Living from logic is our misery.
When all of the problems fade away, and you don't have to worry about them anymore it's a nice feeling in a sort of twisted sense.

I've been suicidal at points just to get away from the stuff I fear coming in the future. Mentally, I feel like I'm screwed up beyond any repair and the future will only equal a living hell; like the present only way way way worse. When I'm suicidal I don't have to worry about any of it.

It actually led me to a brief insight where I had an entire day of pure happiness. I refused to get involved with my struggles.

If a bear mauled me at that point I wouldn't have struggled one bit or been upset.

I was done with the struggle of life. No worry at all for once in my life. Then it went away and here I am again. In my lonely dungeon.

I'm still trying to figure out wtf I did too have such a beautiful, outstanding day.

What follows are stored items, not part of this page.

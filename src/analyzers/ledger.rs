use crate::record::FlightRecord;
use std::collections::HashMap;

/// Signed net passenger flow per city: arrivals minus departures.
///
/// Every observed flight moves the same number of passengers out of one city
/// and into another, so the balances always sum to zero. Balances are `i128`
/// so no realistic number of flights can overflow them.
#[derive(Debug, Clone, Default)]
pub struct FlowLedger {
    balances: HashMap<String, i128>,
}

impl FlowLedger {
    pub fn new() -> Self {
        Self::default()
    }

    pub fn observe(&mut self, record: &FlightRecord) {
        let passengers = i128::from(record.passengers);
        *self
            .balances
            .entry(record.origin_city.clone())
            .or_default() -= passengers;
        *self
            .balances
            .entry(record.destination_city.clone())
            .or_default() += passengers;
    }

    pub fn merge(&mut self, other: FlowLedger) {
        for (city, balance) in other.balances {
            *self.balances.entry(city).or_default() += balance;
        }
    }

    pub fn balance(&self, city: &str) -> Option<i128> {
        self.balances.get(city).copied()
    }

    pub fn total(&self) -> i128 {
        self.balances.values().sum()
    }

    pub fn is_empty(&self) -> bool {
        self.balances.is_empty()
    }

    /// City with the largest net inflow. Ties go to the smallest city name.
    pub fn max_arrived_city(&self) -> Option<&str> {
        self.balances
            .iter()
            .max_by(|a, b| a.1.cmp(b.1).then_with(|| b.0.cmp(a.0)))
            .map(|(city, _)| city.as_str())
    }

    /// City with the largest net outflow. Ties go to the smallest city name.
    pub fn max_departed_city(&self) -> Option<&str> {
        self.balances
            .iter()
            .min_by(|a, b| a.1.cmp(b.1).then_with(|| a.0.cmp(b.0)))
            .map(|(city, _)| city.as_str())
    }
}
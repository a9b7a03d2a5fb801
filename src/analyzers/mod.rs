//! Streaming aggregation of flight records.
//!
//! Valid records feed a per-destination [`aggregate::CityAggregator`] and a
//! network-wide [`ledger::FlowLedger`]. When the corpus is exhausted the
//! busiest cities are ranked by [`topk::top_k`] and everything is folded into
//! a [`types::Summary`].

pub mod aggregate;
pub mod analyzer;
pub mod ledger;
pub mod summary;
pub mod topk;
pub mod types;
pub mod utility;
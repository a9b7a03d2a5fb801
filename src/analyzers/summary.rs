use crate::analyzers::analyzer::Aggregation;
use crate::analyzers::topk::{TOP_K, top_k};
use crate::analyzers::types::{Summary, TopKEntry};
use std::time::Instant;

impl Summary {
    /// Builds the summary from the final state of a run.
    ///
    /// `run_duration` is measured from `started` until after the ranking and
    /// the flow extremes have been derived.
    pub fn build(aggregation: &Aggregation, started: Instant, cancelled: bool) -> Self {
        let top_cities = top_k(&aggregation.cities, TOP_K)
            .into_iter()
            .map(|(city, stats)| TopKEntry {
                city: city.to_string(),
                flights: stats.count,
                average_duration: stats.average_duration(),
                p95_duration: stats.p95_duration(),
            })
            .collect();

        let max_arrived_city = aggregation.ledger.max_arrived_city().map(str::to_string);
        let max_departed_city = aggregation.ledger.max_departed_city().map(str::to_string);

        Summary {
            total_records: aggregation.total_records,
            dirty_records: aggregation.dirty_records,
            batch_errors: aggregation.batch_errors,
            skipped_units: aggregation.skipped_units,
            run_duration: started.elapsed().as_secs_f64(),
            top_cities,
            max_arrived_city,
            max_departed_city,
            cancelled,
        }
    }
}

I used to be against suicide(My brother killed himself), but in my opinion everyone has the right to opt out. When you reach your threshold no one has a right to keep you here. Still, I'm only going to use it as my last option (Getting closer).

If I go that route, my goal is to die with a smile.

It's sad especially when parents kill themselves(My brother left behind 3 kids). No death is easy though, and living for other people is not an option in my opinion. Just leads to a torturous existence.

I've gone that route for years, living for my mom, and mostly, only felt like ♥♥♥♥. Live for yourself or don't live at all in my opinion.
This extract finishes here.